Она тяжело опустилась на край моей постели. Уселась, видимо, надолго. Увы, пришлось отказаться от общества «Доминика» и слушать бессвязную болтовню этой стареющей дамы.
— Прежде всего грехи должны быть совсем простые, ясно распознаваемые, четко определенные, так что можно было бы вложить их в четкую формулу. Но как же, по-твоему, я могу растолковать какому-нибудь священнику все то, что меня мучает? Что он поймет из моих отношений с твоим отцом, с Леонсом и Октавией Пюибаро, с господином Калю, с Мишель? Я уже трижды пыталась это сделать — поочередно обращалась к простому священнику, к доминиканцу, к иезуиту. И все трое, представь, решили, что я из числа слишком совестливых грешниц, а исповедники боятся их как чумы и действуют с ними оружием, каковое лишь усугубляет страх, а именно делают вид, что не принимают всерьез их самобичеваний. Таким образом, выходишь из исповедальни в твердом убеждении, что тебя не поняли и что поэтому тебе не будет прощен грех, раз сам священник не разобрался в твоих словах... Ну да, ну да, я тоже поражена этим недугом! — помолчав, крикнула она. — Но самое главное — знать, кается ли человек с чистыми намерениями или нет; если мы терпим подобную пытку, это не означает еще, что речь идет о выдуманных проступках...
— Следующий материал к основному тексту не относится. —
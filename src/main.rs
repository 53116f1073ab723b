use anyhow::{Context, Result};
use clap::Parser;
use std::fs;
use std::io;
use std::sync::atomic::{AtomicBool, Ordering};
use std::sync::Arc;

mod byte_source;
mod config;
mod echo;
mod emitter;
mod protocol;
mod transport;

use byte_source::RandomBytes;
use config::Config;
use emitter::Emitter;
use protocol::Framer;

#[derive(Parser)]
#[command(name = "headlight_emitter")]
#[command(about = "Headlight packet emitter\n\nStreams CRC-8 framed status, brightness, monitor and PID packets to a headlight controller over serial.", long_about = None)]
struct Cli {
    /// Path to configuration file (JSON)
    #[arg(long)]
    config: Option<String>,

    /// Serial device path (skips autodetection)
    #[arg(long)]
    port: Option<String>,

    /// Substring used to autodetect the serial device
    #[arg(long)]
    pattern: Option<String>,

    /// Baud rate
    #[arg(long)]
    baud: Option<u32>,

    /// Pause between packet bundles in milliseconds
    #[arg(long)]
    interval_ms: Option<u64>,

    /// Stop after this many bundles
    #[arg(long)]
    iterations: Option<u64>,

    /// Skip the one-shot init write
    #[arg(long)]
    no_init: bool,

    /// Print received bytes instead of transmitting
    #[arg(long)]
    echo: bool,

    /// List serial ports and exit
    #[arg(long)]
    list: bool,

    /// Enable debug output (statistics)
    #[arg(long)]
    debug: bool,

    /// Enable detailed debug (hex dumps every write)
    #[arg(long)]
    ddebug: bool,
}

impl Cli {
    /// Load the config file (if any) and apply command line overrides
    fn resolve_config(&self) -> Result<Config> {
        let mut config = match &self.config {
            Some(path) => {
                let data = fs::read_to_string(path)
                    .context(format!("Failed to read config {}", path))?;
                serde_json::from_str(&data)
                    .context(format!("Failed to parse config {}", path))?
            }
            None => Config::default(),
        };

        if let Some(port) = &self.port {
            config.serial.port = Some(port.clone());
        }
        if let Some(pattern) = &self.pattern {
            config.serial.pattern = pattern.clone();
        }
        if let Some(baud) = self.baud {
            config.serial.baud_rate = baud;
        }
        if let Some(interval) = self.interval_ms {
            config.emitter.interval_ms = interval;
        }
        if self.iterations.is_some() {
            config.emitter.iterations = self.iterations;
        }
        if self.no_init {
            config.init.enabled = false;
        }

        Ok(config)
    }
}

fn main() -> Result<()> {
    let cli = Cli::parse();

    if cli.list {
        for info in transport::list_ports()? {
            println!("{}", transport::describe_port(&info));
        }
        return Ok(());
    }

    let config = cli.resolve_config()?;

    // ddebug implies debug
    let debug = cli.debug || cli.ddebug;

    let port_name = match &config.serial.port {
        Some(port) => port.clone(),
        None => transport::discover_port(&config.serial.pattern)?,
    };
    let mut port = transport::open_port(&port_name, config.serial.baud_rate)?;

    if debug {
        println!("✓ Opened {} @ {} baud", port_name, config.serial.baud_rate);
    }

    if cli.echo {
        let running = Arc::new(AtomicBool::new(true));
        install_ctrlc(Arc::clone(&running), debug);

        let received = echo::echo(&mut port, &mut io::stdout().lock(), &running)?;
        if debug {
            println!("✓ Received {} bytes", received);
        }
        return Ok(());
    }

    let mut emitter = Emitter::new(
        port_name,
        port,
        RandomBytes,
        Framer::autosar(),
        config.emitter,
        config.init,
        debug,
        cli.ddebug,
    );

    install_ctrlc(emitter.get_running_flag(), debug);

    // Run emitter (blocks until shutdown); the port closes when it drops
    emitter.run()?;

    if debug {
        println!("✓ Emitter stopped after {} frames", emitter.frames_sent());
    }

    Ok(())
}

/// Set up Ctrl-C handler with graceful shutdown
fn install_ctrlc(running: Arc<AtomicBool>, debug: bool) {
    let result = ctrlc::set_handler(move || {
        if debug {
            println!("\nShutting down...");
        }
        running.store(false, Ordering::Relaxed);
    });

    if let Err(e) = result {
        eprintln!("Warning: Could not set Ctrl-C handler: {}", e);
    }
}
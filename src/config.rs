use serde::{Deserialize, Serialize};

#[derive(Debug, Clone, Default, Deserialize, Serialize)]
#[serde(default)]
pub struct Config {
    pub serial: SerialConfig,
    pub emitter: EmitterConfig,
    pub init: InitConfig,
}

#[derive(Debug, Clone, Deserialize, Serialize)]
#[serde(default)]
pub struct SerialConfig {
    /// Explicit device path; when unset the first port matching `pattern` is used
    pub port: Option<String>,
    pub pattern: String,
    pub baud_rate: u32,
}

impl Default for SerialConfig {
    fn default() -> Self {
        SerialConfig {
            port: None,
            pattern: "usbserial".to_string(),
            baud_rate: 9600,
        }
    }
}

#[derive(Debug, Clone, Deserialize, Serialize)]
#[serde(default)]
pub struct EmitterConfig {
    /// Pause between bundled writes
    pub interval_ms: u64,
    /// If set, each packet is written on its own with this pause in between
    pub packet_delay_ms: Option<u64>,
    /// Stop after this many bundles (runs until Ctrl-C when unset)
    pub iterations: Option<u64>,
}

impl Default for EmitterConfig {
    fn default() -> Self {
        EmitterConfig {
            interval_ms: 50,
            packet_delay_ms: None,
            iterations: None,
        }
    }
}

#[derive(Debug, Clone, Deserialize, Serialize)]
#[serde(default)]
pub struct InitConfig {
    pub enabled: bool,
    /// Zero bytes written ahead of the init frame to flush the receiver
    pub noop_pad: usize,
    /// Pause after the init write before the loop starts
    pub pad_delay_ms: u64,
    /// If set, the sentinel and each init packet are written separately
    pub packet_delay_ms: Option<u64>,
}

impl Default for InitConfig {
    fn default() -> Self {
        InitConfig {
            enabled: true,
            noop_pad: 0,
            pad_delay_ms: 2000,
            packet_delay_ms: None,
        }
    }
}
— В таком случае, — прервал я ее наставительным тоном, — речь идет не просто о больной совести, но о раскаянии...
— Ты вложил персты в открытую рану, Луи. Мы пытаемся себя успокоить, прибегая к самым мягким терминам, ты прав, даже очень прав: я страдаю не от больной совести, а от угрызений, да, от ужасных угрызений. Ты, ты с первого слова сумел все понять с обычной твоей быстротой соображения, которой так восхищался бедняжка Леонс Пюибаро. А я отчаялась что-либо объяснить этим неопытным людям, для которых любой грех есть легко определяемый поступок и которые не понимают, что зло может порой отравить всю жизнь, что зло может быть многоликим, невидимым, необъяснимым, а следовательно, его нельзя выразить словами, оно в буквальном смысле не имеет названия...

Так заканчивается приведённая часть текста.